By Andrew Rettman

EUOBSERVER / BRUSSELS - The European Commission keeps repeating promises there will be no rerun of last winter's EU gas crisis, but some analysts say lack of transparency in Russia-Ukraine gas contracts and political instability in Ukraine give cause for concern.

"It's completely clear for me that this year we will have no difficulties with gas transit toward the European market," energy commissioner Andris Piebalgs said on Wednesday (18 October) night, while standing next to a smiling Ukraine energy minister, Yuri Boyko, in Brussels.


Mr Piebalgs' latest assurance comes after he visited in early October the largest gas storage facility in Europe, located in Lower Saxony, Germany, and pronounced the tanks to be "full." The same week, a meeting of EU gas experts in Brussels concluded "there is no immediate need for concern."

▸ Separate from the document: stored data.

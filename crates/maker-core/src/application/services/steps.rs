//! Package-manager steps: install, audit, and the dev-server preview.
//!
//! Each step decides how its own failures are treated. Only a failed
//! install (after the single relaxed retry) is fatal; audit and preview
//! problems become [`RunWarning`]s.

use std::path::Path;
use std::time::Duration;

use tracing::{debug, info, instrument, warn};

use crate::{
    application::ports::{CommandRunner, ProgressEvent, ProgressReporter},
    domain::{
        AuditOutcome, CommandOutcome, CommandOutput, CommandSpec, InstallOutcome,
        PackageManager, PreviewOutcome, RunWarning, StdioMode,
    },
};

/// Runs package-manager commands and reports them to the operator.
pub(crate) struct Steps<'a> {
    pub runner: &'a dyn CommandRunner,
    pub reporter: &'a dyn ProgressReporter,
    pub package_manager: &'a PackageManager,
}

impl Steps<'_> {
    /// Install, retrying once with relaxed dependency resolution.
    #[instrument(skip_all, fields(root = %root.display()))]
    pub fn install(&self, root: &Path) -> InstallOutcome {
        self.reporter.report(&ProgressEvent::InstallStarted);

        if self.captured_succeeds(self.package_manager.install(root)) {
            info!("install succeeded");
            return InstallOutcome::SucceededPlain;
        }

        let flag = self.package_manager.relaxed_flag().to_owned();
        warn!(%flag, "install failed, retrying with relaxed resolution");
        self.reporter.report(&ProgressEvent::RetryingRelaxed { flag });

        if self.captured_succeeds(self.package_manager.install_relaxed(root)) {
            info!("relaxed install succeeded");
            InstallOutcome::SucceededRelaxed
        } else {
            warn!("relaxed install failed");
            InstallOutcome::Failed
        }
    }

    /// Audit, and run the auto-fix once when findings are reported.
    ///
    /// Returns `None` when the audit itself could not be started.
    #[instrument(skip_all, fields(root = %root.display()))]
    pub fn audit(&self, root: &Path, warnings: &mut Vec<RunWarning>) -> Option<AuditOutcome> {
        self.reporter.report(&ProgressEvent::AuditStarted);

        let audit = match self.captured(self.package_manager.audit(root)) {
            Ok(out) => out,
            Err(reason) => {
                self.warn(warnings, RunWarning::AuditUnavailable { reason });
                return None;
            }
        };

        if audit.success() {
            self.reporter.report(&ProgressEvent::AuditClean);
            return Some(AuditOutcome::Clean);
        }

        self.warn(warnings, RunWarning::AuditFindings);

        match self.captured(self.package_manager.audit_fix(root)) {
            Ok(fix) if fix.success() => {
                self.reporter.report(&ProgressEvent::AuditFixed);
                Some(AuditOutcome::Fixed)
            }
            _ => {
                self.warn(
                    warnings,
                    RunWarning::AutoFixFailed {
                        manual_command: self.package_manager.manual_audit(),
                    },
                );
                Some(AuditOutcome::Unfixed)
            }
        }
    }

    /// Wait `delay`, then run the dev server attached to the terminal.
    #[instrument(skip_all, fields(root = %root.display()))]
    pub fn preview(
        &self,
        root: &Path,
        project_name: &str,
        delay: Duration,
        warnings: &mut Vec<RunWarning>,
    ) -> PreviewOutcome {
        self.reporter.report(&ProgressEvent::PreviewCountdown { delay });
        self.runner.pause(delay);

        let spec = self.package_manager.dev_server(root);
        let manual_command = format!(
            "cd {project_name} && {}",
            self.package_manager.manual_dev_server()
        );
        self.reporter.report(&ProgressEvent::CommandStarted {
            command: spec.to_string(),
        });

        let failure = match self.runner.run(&spec, StdioMode::Attached) {
            Ok(CommandOutcome::Interrupted) => {
                info!("dev server stopped by operator");
                self.reporter
                    .report(&ProgressEvent::PreviewStopped { interrupted: true });
                return PreviewOutcome::Interrupted;
            }
            Ok(CommandOutcome::Completed(out)) if out.success() => {
                self.reporter
                    .report(&ProgressEvent::PreviewStopped { interrupted: false });
                return PreviewOutcome::Exited;
            }
            Ok(CommandOutcome::Completed(out)) => describe_exit(&out),
            Err(e) => e.to_string(),
        };

        self.warn(
            warnings,
            RunWarning::PreviewLaunchFailed {
                reason: failure,
                manual_command,
            },
        );
        PreviewOutcome::LaunchFailed
    }

    // -------------------------------------------------------------------------
    // Internal Helpers
    // -------------------------------------------------------------------------

    fn captured_succeeds(&self, spec: CommandSpec) -> bool {
        matches!(self.captured(spec), Ok(out) if out.success())
    }

    /// Run with captured output, echoing the command and its output.
    ///
    /// `Err` carries the reason the command could not be started.
    fn captured(&self, spec: CommandSpec) -> Result<CommandOutput, String> {
        let command = spec.to_string();
        self.reporter.report(&ProgressEvent::CommandStarted {
            command: command.clone(),
        });
        debug!(%command, "running");

        let output = match self.runner.run(&spec, StdioMode::Captured) {
            Ok(CommandOutcome::Completed(out)) => out,
            // Captured commands are not interruptible; treat like a kill.
            Ok(CommandOutcome::Interrupted) => CommandOutput::default(),
            Err(e) => {
                let reason = e.to_string();
                warn!(%command, %reason, "command could not start");
                self.reporter.report(&ProgressEvent::CommandFinished {
                    command,
                    output: CommandOutput {
                        code: None,
                        stdout: String::new(),
                        stderr: reason.clone(),
                    },
                });
                return Err(reason);
            }
        };

        debug!(%command, code = ?output.code, "finished");
        self.reporter.report(&ProgressEvent::CommandFinished {
            command,
            output: output.clone(),
        });
        Ok(output)
    }

    fn warn(&self, warnings: &mut Vec<RunWarning>, warning: RunWarning) {
        warn!(%warning, "non-fatal");
        self.reporter.report(&ProgressEvent::Warning(warning.clone()));
        warnings.push(warning);
    }
}

fn describe_exit(out: &CommandOutput) -> String {
    match out.code {
        Some(code) => format!("exit code {code}"),
        None => "terminated by signal".into(),
    }
}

Meanwhile, Ukraine Prime Minister Viktor Yanukovych on Wednesday unveiled an amicable deal on soft price hikes with Moscow that will see Kiev pay just $130 per thousand cubic metres of gas from Russia in 2007 compared to a European market price of $250.

Energy minister Boyko declared the country's transit pipelines are in "perfect" working order and signed up to an EU-Ukraine plan to install special counting stations on Ukraine's borders for transparency on how much gas comes in from Russia and how much goes out to the EU.

For its part, Russia has written off last January's gas crisis as a "hiccup" and says EU energy security fears have an "artificial" air. "The pipelines were built something like 35 years ago and for those 35 years, even through the darkest years of the Cold War, nobody worried about depending on Russian energy supplies," Russia's EU ambassador Vladimr Chizhov stated.
 
But some experts at leading EU think-tank CEPS are concerned about lack of transparency surrounding the key Russia-Ukraine $130 deal, which was signed between the Swiss-registered Russian-Ukrainian joint venture, RosUkrEnergo and Russian-Ukrainian joint venture UkrGasEnergo.

"If Yanukovych is expressing himself in a well-authorised manner, if he really has an agreement...I would expect this to stick," CEPS senior analyst Michael Emerson told EUobserver. "But let's have the agreement out on the table. Let's see who signed it and what it says."

Russian gas is a highly sensitive issue in Kiev, with the Kremlin's decision to give Yanukovych a soft $130 deal widely seen as a signal to Ukrainian society that it is better off sticking with Russia-compliant, anti-NATO leaders if it wants to stay warm.

"When you have a government that is opposed to the president on key issues, it's not a stable situation," CEPS' Mr Emerson warned.